For nothing has struck me more in the past few weeks or so than the endless procession and parade of scientists, experts, researchers, doctors, of academics, artists and politicians, of sociologists, philosophers, political scientists, historians, cultural workers, who – one behind the other, one after the other, one before the next – constantly express their thoughts on the new pandemic to the public in print, on TV, and on the internet. Everyone knows something about the meaning of this pandemic and its repercussions, whether or not it announces the end of capitalism, allows for the emergence of new social solidarity, or ratifies the general state of exception that reduces life to bare life. It is as if this march of the minds – or ghost train? – was already in motion before one could even speak of an epidemic, let alone a pandemic.
While virologists work to develop a vaccine as quickly as possible – a medicine that will stop the pandemic – in overcrowded hospitals and clinics it is not merely a matter of life and death but of decisions of life and death that must be made quickly, as the next decision already imposes itself. Personnel are pushed to the limits of what is doable and what is reasonable. Protective masks, ventilators, even beds, are lacking. When this unpredictable, almost implausible, and immensely accelerated activity doubles in the superstructure, a communication explosion occurs.
Yet does not this doubling, the hectic drive and meddling of those who reflect on the crisis, also contain a comic dimension? It is as if it were also a crowning of the coronavirus,[1] mirroring or forestalling its virulence and unstoppability, prostrating respectfully before it while simultaneously warding it off, covering over the traces it has not yet left behind. If self-reflection was once tied to the end, if it was once an attempt to understand an experience or a challenge one had experimented, it now comes before the start, before one has actually experienced something.
When a total mobilization of spirit takes place, one that is acknowledgement and ostracism in one, a being-caught-up-in and a not-letting-near, when all minds are ready and willing to fulfill a task, it is hardly surprising that people reach for ways of thinking and speaking that are easily recognizable and provide something of a quick, calming platitude. It does not matter how apocalyptic they may sound or how much they may call for pause and mindfulness. Some seek new guidelines and directives for business to carry on as smoothly as possible, without getting too bogged down or delayed. Others invoke creativity, which, in order to justify its returns, must prove itself, especially in critical times.
It seems to me, then, that the only ones who can respond to the pandemic are those for whom the comic aspect I mentioned triggers an astonished laughter. Without such laughter, I fear, there is a lurking danger of the pandemic contributing only to the consolidation of social tendencies whose momentum it brings to a standstill, at least on the face of it. Let me ask you this: What sort of social distancing, if any, does astonished laughter practice?
Yours,
Alex
Bad Nauheim, 25 March 2020
[This was originally published in the magazine Hundertvierzehn]

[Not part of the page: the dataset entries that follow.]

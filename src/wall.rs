use nalgebra::{Point2, Vector2};

use crate::config;
use crate::error::{RippleError, RippleResult};


/// Named wall presets. Each carries default reflection and transmission
/// coefficients and a display colour. Fixed at compile time.
#[derive(Debug, Clone, Copy, PartialEq, Eq)]
pub enum WallType {
    Solid,
    Water,
    Glass,
    Absorber,
    Mirror,
    Custom,
}

impl WallType {
    pub const ALL: [WallType; 6] = [
        WallType::Solid,
        WallType::Water,
        WallType::Glass,
        WallType::Absorber,
        WallType::Mirror,
        WallType::Custom,
    ];

    pub fn display_name(&self) -> &'static str {
        match self {
            WallType::Solid => "Solid Wall",
            WallType::Water => "Water",
            WallType::Glass => "Glass",
            WallType::Absorber => "Absorber",
            WallType::Mirror => "Mirror",
            WallType::Custom => "Custom",
        }
    }

    pub fn default_reflection(&self) -> f32 {
        match self {
            WallType::Solid => 0.9,
            WallType::Water => 0.2,
            WallType::Glass => 0.3,
            WallType::Absorber => 0.1,
            WallType::Mirror => 1.0,
            WallType::Custom => 0.5,
        }
    }

    pub fn default_transmission(&self) -> f32 {
        match self {
            WallType::Solid => 0.1,
            WallType::Water => 0.8,
            WallType::Glass => 0.7,
            WallType::Absorber => 0.0,
            WallType::Mirror => 0.0,
            WallType::Custom => 0.5,
        }
    }

    /// Display-only RGB colour.
    pub fn color(&self) -> [u8; 3] {
        match self {
            WallType::Solid => [255, 255, 255],
            WallType::Water => [0, 255, 255],
            WallType::Glass => [173, 216, 230],
            WallType::Absorber => [169, 169, 169],
            WallType::Mirror => [255, 255, 0],
            WallType::Custom => [255, 0, 255],
        }
    }
}

/// An immutable two-sided line-segment obstacle.
///
/// The unit normal is a fixed perpendicular rotation of the segment
/// direction; it carries no promise of pointing toward any particular side.
#[derive(Debug, Clone, PartialEq)]
pub struct Wall {
    pub p1: Point2<f32>,
    pub p2: Point2<f32>,
    pub normal: Vector2<f32>,
    pub length: f32,
    pub reflection: f32,
    pub transmission: f32,
    pub kind: WallType,
}

impl Wall {
    /// Creates a wall using the type's default coefficients.
    pub fn new(p1: Point2<f32>, p2: Point2<f32>, kind: WallType) -> RippleResult<Self> {
        Self::with_coefficients(
            p1,
            p2,
            kind,
            kind.default_reflection(),
            kind.default_transmission(),
        )
    }

    /// Creates a wall with explicit coefficients, overriding the type
    /// defaults. Rejects degenerate segments and coefficients outside
    /// `[0, 1]` so the tick loop never sees malformed geometry.
    pub fn with_coefficients(
        p1: Point2<f32>,
        p2: Point2<f32>,
        kind: WallType,
        reflection: f32,
        transmission: f32,
    ) -> RippleResult<Self> {
        let d = p2 - p1;
        let length = d.norm();
        if length <= config::MIN_WALL_LENGTH {
            return Err(RippleError::DegenerateWall { length });
        }
        check_coefficient("reflection", reflection)?;
        check_coefficient("transmission", transmission)?;

        Ok(Self {
            p1,
            p2,
            normal: Vector2::new(-d.y, d.x) / length,
            length,
            reflection,
            transmission,
            kind,
        })
    }
}

fn check_coefficient(name: &'static str, value: f32) -> RippleResult<()> {
    if !value.is_finite() || !(0.0..=1.0).contains(&value) {
        return Err(RippleError::CoefficientOutOfRange { name, value });
    }
    Ok(())
}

Alexander García Düttmann teaches philosophy and aesthetics at University of the Arts in Berlin. He is the author of numerous books, including At Odds with AIDS. Talking and Thinking about a Virus (1996), Philosophy of Exaggeration (2004), Visconti: Insights into Flesh and Blood (2008), and, most recently, Love Machine. The Origin of the Work of Art (2018). He is also the editor of Jacques Derrida’s lecture course Théorie et pratique (2017) and appears as an actor in Albert Serra’s new film Liberté (2019).
James Fontini is working on a PhD about Heidegger and topology at University of the Arts in Berlin.
[1] Düttmann writes “dem Coronavirus noch einmal die Krone aufsezten”, a reference in part to the morphology that gives coronaviruses their name. The phrase “etwas die Krone aufsetzen” can also refer to “crowning” or “capping something off” in the sense of concluding or bringing to its end–Tranlator’s note.